→ WORK REQUEST:
The listing beneath should be written out in full, exactly as shown.

→ RECORDS FOR THE EXERCISE:
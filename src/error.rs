//! Error types for suite generation.
//!
//! Generation has no recoverable-error taxonomy: a malformed catalogue entry
//! is a programming defect and aborts the run, because a half-emitted suite
//! is not a valid suite.

use std::fmt;

/// Main error type for cotejar operations.
///
/// # Examples
///
/// ```
/// use cotejar::error::CotejarError;
///
/// let err = CotejarError::catalogue("all", "axis variant requested but no axis evaluator");
/// assert!(err.to_string().contains("catalogue"));
/// ```
#[derive(Debug)]
pub enum CotejarError {
    /// A catalogue entry is internally inconsistent (e.g. requests an axis
    /// variant without providing an axis-capable evaluator).
    Catalogue {
        /// Base name of the offending entry
        entry: String,
        /// What is inconsistent about it
        reason: String,
    },

    /// Writing the rendered suite to the output stream failed.
    Io(std::io::Error),
}

impl CotejarError {
    /// Convenience constructor for catalogue-inconsistency errors.
    pub fn catalogue(entry: impl Into<String>, reason: impl Into<String>) -> Self {
        CotejarError::Catalogue {
            entry: entry.into(),
            reason: reason.into(),
        }
    }
}

impl fmt::Display for CotejarError {
    fn fmt(&self, f: &mut fmt::Formatter<'_>) -> fmt::Result {
        match self {
            CotejarError::Catalogue { entry, reason } => {
                write!(f, "inconsistent catalogue entry `{entry}`: {reason}")
            }
            CotejarError::Io(e) => write!(f, "I/O error: {e}"),
        }
    }
}

impl std::error::Error for CotejarError {
    fn source(&self) -> Option<&(dyn std::error::Error + 'static)> {
        match self {
            CotejarError::Io(e) => Some(e),
            CotejarError::Catalogue { .. } => None,
        }
    }
}

impl From<std::io::Error> for CotejarError {
    fn from(e: std::io::Error) -> Self {
        CotejarError::Io(e)
    }
}

/// Result alias used throughout the crate.
pub type Result<T> = std::result::Result<T, CotejarError>;

#[cfg(test)]
mod tests {
    use super::*;

    #[test]
    fn test_catalogue_display() {
        let err = CotejarError::catalogue("sum", "missing axes evaluator");
        let msg = err.to_string();
        assert!(msg.contains("sum"));
        assert!(msg.contains("missing axes evaluator"));
    }

    #[test]
    fn test_io_source() {
        use std::error::Error;
        let io_err = std::io::Error::new(std::io::ErrorKind::BrokenPipe, "pipe closed");
        let err = CotejarError::from(io_err);
        assert!(err.source().is_some());
    }
}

→ TASK SOLUTION:
filename src/error.rs
//! Error types for suite generation.
//!
//! Generation has no recoverable-error taxonomy: a malformed catalogue entry
//! is a programming defect and aborts the run, because a half-emitted suite
//! is not a valid suite.

use std::fmt;

/// Main error type for cotejar operations.
///
/// # Examples
///
/// ```
/// use cotejar::error::CotejarError;
///
/// let err = CotejarError::catalogue("all", "axis variant requested but no axis evaluator");
/// assert!(err.to_string().contains("catalogue"));
/// ```
#[derive(Debug)]
pub enum CotejarError {
    /// A catalogue entry is internally inconsistent (e.g. requests an axis
    /// variant without providing an axis-capable evaluator).
    Catalogue {
        /// Base name of the offending entry
        entry: String,
        /// What is inconsistent about it
        reason: String,
    },

    /// Writing the rendered suite to the output stream failed.
    Io(std::io::Error),
}

impl CotejarError {
    /// Convenience constructor for catalogue-inconsistency errors.
    pub fn catalogue(entry: impl Into<String>, reason: impl Into<String>) -> Self {
        CotejarError::Catalogue {
            entry: entry.into(),
            reason: reason.into(),
        }
    }
}

impl fmt::Display for CotejarError {
    fn fmt(&self, f: &mut fmt::Formatter<'_>) -> fmt::Result {
        match self {
            CotejarError::Catalogue { entry, reason } => {
                write!(f, "inconsistent catalogue entry `{entry}`: {reason}")
            }
            CotejarError::Io(e) => write!(f, "I/O error: {e}"),
        }
    }
}

impl std::error::Error for CotejarError {
    fn source(&self) -> Option<&(dyn std::error::Error + 'static)> {
        match self {
            CotejarError::Io(e) => Some(e),
            CotejarError::Catalogue { .. } => None,
        }
    }
}

impl From<std::io::Error> for CotejarError {
    fn from(e: std::io::Error) -> Self {
        CotejarError::Io(e)
    }
}

/// Result alias used throughout the crate.
pub type Result<T> = std::result::Result<T, CotejarError>;

#[cfg(test)]
mod tests {
    use super::*;

    #[test]
    fn test_catalogue_display() {
        let err = CotejarError::catalogue("sum", "missing axes evaluator");
        let msg = err.to_string();
        assert!(msg.contains("sum"));
        assert!(msg.contains("missing axes evaluator"));
    }

    #[test]
    fn test_io_source() {
        use std::error::Error;
        let io_err = std::io::Error::new(std::io::ErrorKind::BrokenPipe, "pipe closed");
        let err = CotejarError::from(io_err);
        assert!(err.source().is_some());
    }
}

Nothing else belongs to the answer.